_Information provided:_
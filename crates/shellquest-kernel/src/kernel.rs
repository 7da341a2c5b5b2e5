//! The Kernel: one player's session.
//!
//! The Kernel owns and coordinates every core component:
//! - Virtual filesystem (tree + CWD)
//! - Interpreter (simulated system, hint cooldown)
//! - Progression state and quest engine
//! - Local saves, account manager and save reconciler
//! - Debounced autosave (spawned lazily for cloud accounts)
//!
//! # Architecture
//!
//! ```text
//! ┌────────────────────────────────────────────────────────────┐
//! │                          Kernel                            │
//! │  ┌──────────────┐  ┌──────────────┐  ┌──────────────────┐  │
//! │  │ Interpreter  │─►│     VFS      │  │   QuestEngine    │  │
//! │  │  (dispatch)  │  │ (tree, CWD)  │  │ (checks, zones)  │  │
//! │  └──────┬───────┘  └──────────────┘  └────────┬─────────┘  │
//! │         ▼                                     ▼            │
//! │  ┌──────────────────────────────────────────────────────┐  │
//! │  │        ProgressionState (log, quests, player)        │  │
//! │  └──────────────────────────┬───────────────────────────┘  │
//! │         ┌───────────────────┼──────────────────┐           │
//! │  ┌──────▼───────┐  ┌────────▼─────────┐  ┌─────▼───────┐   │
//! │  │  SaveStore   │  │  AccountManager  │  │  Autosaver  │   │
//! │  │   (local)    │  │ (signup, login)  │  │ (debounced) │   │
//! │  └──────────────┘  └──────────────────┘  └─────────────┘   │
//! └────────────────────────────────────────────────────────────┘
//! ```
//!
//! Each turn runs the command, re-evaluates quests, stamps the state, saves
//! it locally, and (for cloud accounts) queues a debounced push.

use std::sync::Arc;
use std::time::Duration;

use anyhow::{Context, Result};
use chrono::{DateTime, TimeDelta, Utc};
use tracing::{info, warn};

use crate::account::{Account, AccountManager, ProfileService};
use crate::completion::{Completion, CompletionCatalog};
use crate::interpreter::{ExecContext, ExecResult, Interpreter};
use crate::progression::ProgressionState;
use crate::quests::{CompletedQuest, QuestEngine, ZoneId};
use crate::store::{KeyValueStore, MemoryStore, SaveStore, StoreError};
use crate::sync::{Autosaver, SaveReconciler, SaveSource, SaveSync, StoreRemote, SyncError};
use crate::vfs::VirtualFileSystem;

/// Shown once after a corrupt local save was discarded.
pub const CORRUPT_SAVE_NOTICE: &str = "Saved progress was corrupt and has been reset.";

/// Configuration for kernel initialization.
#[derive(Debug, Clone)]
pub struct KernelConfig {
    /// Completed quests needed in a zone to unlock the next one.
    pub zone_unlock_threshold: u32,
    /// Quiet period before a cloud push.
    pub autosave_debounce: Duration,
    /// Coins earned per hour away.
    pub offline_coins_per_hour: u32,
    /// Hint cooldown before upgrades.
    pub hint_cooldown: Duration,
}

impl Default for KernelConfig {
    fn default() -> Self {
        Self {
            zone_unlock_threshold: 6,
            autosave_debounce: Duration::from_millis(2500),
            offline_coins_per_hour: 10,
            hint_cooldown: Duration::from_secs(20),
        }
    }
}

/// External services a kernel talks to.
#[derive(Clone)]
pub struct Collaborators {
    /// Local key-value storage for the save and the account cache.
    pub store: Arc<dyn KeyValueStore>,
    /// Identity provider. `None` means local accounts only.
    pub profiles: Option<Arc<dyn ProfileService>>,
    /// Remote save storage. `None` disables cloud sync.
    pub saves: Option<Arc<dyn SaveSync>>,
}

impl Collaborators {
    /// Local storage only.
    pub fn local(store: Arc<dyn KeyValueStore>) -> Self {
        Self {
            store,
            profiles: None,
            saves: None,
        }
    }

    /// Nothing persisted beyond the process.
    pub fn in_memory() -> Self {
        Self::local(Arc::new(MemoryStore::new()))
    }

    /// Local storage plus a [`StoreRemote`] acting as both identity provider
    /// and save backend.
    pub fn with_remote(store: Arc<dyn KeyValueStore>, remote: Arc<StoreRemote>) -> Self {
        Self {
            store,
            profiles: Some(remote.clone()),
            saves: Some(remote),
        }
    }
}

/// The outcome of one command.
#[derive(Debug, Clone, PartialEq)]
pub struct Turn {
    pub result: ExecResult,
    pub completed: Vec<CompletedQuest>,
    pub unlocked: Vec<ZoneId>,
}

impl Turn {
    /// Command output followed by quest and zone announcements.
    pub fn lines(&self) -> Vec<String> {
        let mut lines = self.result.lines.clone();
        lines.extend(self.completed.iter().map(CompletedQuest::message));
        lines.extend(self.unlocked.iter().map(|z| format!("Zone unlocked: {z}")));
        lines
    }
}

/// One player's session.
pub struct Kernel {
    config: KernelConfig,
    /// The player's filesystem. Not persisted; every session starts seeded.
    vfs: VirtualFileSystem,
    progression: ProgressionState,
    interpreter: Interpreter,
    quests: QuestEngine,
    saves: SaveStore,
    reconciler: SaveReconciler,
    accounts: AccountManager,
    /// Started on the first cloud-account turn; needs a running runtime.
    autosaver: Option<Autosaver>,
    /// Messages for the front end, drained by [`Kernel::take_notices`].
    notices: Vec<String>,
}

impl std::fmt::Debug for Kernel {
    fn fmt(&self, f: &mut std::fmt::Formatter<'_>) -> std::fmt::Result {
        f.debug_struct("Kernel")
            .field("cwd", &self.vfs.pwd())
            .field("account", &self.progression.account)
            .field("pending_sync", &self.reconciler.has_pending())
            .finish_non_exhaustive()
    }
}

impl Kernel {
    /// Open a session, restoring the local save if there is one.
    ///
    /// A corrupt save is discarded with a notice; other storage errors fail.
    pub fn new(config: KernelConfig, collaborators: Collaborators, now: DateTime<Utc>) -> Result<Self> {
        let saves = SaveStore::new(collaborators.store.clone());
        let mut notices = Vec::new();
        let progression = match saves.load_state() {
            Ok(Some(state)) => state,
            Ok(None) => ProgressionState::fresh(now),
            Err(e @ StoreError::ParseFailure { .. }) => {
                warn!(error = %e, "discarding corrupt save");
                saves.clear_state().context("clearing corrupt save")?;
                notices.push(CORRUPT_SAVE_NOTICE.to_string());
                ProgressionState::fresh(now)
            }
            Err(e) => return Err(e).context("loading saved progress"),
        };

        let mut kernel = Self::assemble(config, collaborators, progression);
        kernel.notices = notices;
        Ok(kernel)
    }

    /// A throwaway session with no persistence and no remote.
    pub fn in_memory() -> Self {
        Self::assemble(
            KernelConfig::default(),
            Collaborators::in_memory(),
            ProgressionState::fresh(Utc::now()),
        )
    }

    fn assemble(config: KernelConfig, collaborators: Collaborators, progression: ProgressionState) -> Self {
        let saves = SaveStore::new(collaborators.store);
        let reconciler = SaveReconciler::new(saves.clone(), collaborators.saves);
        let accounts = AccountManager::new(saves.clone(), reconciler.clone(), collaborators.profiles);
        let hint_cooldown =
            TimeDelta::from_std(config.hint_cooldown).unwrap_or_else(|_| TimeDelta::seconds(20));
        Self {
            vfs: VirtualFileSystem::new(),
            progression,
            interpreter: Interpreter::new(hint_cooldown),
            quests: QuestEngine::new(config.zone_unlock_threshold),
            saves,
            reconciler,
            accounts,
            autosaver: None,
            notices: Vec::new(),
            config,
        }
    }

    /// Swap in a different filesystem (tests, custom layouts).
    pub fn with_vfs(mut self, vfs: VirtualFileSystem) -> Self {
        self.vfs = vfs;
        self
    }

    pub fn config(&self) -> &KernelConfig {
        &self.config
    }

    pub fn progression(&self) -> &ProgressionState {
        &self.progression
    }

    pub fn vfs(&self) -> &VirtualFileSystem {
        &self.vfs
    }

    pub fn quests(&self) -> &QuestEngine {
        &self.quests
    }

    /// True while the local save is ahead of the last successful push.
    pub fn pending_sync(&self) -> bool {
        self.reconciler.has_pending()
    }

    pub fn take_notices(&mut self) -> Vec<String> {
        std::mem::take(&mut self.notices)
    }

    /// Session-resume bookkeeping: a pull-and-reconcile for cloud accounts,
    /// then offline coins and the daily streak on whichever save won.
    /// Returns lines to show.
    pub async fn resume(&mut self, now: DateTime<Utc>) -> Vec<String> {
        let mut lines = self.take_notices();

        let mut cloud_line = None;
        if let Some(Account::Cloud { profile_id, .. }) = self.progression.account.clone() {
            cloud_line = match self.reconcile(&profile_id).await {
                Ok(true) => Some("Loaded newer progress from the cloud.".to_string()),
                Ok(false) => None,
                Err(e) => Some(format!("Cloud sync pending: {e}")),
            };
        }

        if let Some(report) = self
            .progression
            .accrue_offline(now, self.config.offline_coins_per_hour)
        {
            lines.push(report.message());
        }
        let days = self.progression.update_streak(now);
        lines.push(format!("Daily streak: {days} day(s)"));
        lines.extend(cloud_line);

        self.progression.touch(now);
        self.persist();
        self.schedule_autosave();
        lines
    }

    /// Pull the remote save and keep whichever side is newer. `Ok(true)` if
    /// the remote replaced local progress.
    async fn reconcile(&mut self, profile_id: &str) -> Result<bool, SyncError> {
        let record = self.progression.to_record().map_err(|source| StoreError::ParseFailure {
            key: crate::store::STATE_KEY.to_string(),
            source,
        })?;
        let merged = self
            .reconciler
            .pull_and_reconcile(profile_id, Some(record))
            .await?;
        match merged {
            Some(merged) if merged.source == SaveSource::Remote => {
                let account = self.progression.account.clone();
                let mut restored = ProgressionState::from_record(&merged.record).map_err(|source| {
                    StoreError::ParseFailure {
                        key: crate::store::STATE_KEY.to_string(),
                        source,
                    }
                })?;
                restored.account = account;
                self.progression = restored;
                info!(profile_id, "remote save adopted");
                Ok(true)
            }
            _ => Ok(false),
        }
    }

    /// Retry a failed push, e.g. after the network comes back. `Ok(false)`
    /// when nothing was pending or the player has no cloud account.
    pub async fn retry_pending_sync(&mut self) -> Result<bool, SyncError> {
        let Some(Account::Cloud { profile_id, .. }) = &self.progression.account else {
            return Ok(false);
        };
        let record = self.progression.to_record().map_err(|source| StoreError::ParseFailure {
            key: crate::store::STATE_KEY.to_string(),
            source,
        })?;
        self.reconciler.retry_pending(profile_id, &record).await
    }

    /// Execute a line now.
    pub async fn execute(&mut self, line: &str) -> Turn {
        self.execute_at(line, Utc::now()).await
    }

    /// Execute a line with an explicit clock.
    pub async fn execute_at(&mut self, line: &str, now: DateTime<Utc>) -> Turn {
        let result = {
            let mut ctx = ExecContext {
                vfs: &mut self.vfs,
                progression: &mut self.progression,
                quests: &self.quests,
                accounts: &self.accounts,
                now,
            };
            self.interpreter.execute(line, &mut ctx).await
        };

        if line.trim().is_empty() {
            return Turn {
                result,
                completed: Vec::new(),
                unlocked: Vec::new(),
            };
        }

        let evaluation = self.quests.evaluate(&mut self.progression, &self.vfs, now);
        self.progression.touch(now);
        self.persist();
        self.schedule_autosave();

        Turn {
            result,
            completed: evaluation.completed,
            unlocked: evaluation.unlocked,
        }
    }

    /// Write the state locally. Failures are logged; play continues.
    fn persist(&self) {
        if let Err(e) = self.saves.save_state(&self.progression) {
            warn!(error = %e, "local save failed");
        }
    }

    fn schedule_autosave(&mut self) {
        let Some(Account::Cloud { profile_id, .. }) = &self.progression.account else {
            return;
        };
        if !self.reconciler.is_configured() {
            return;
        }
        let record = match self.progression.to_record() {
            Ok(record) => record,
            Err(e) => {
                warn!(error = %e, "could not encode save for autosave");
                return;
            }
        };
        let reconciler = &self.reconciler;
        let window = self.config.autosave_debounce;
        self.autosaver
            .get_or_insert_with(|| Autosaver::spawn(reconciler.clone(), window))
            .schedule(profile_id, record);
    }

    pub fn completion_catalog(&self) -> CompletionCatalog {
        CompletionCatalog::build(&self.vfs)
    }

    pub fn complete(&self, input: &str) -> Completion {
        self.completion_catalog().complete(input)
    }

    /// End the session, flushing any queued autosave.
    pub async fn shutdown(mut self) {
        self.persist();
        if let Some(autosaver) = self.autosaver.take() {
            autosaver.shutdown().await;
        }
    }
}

_Task prompt:_
Search each line of the data above for "KernelConfig", and copy the lines where it occurs.

_Output below:_
pub struct KernelConfig {
impl Default for KernelConfig {
    config: KernelConfig,
    pub fn new(config: KernelConfig, collaborators: Collaborators, now: DateTime<Utc>) -> Result<Self> {
            KernelConfig::default(),
    fn assemble(config: KernelConfig, collaborators: Collaborators, progression: ProgressionState) -> Self {
    pub fn config(&self) -> &KernelConfig {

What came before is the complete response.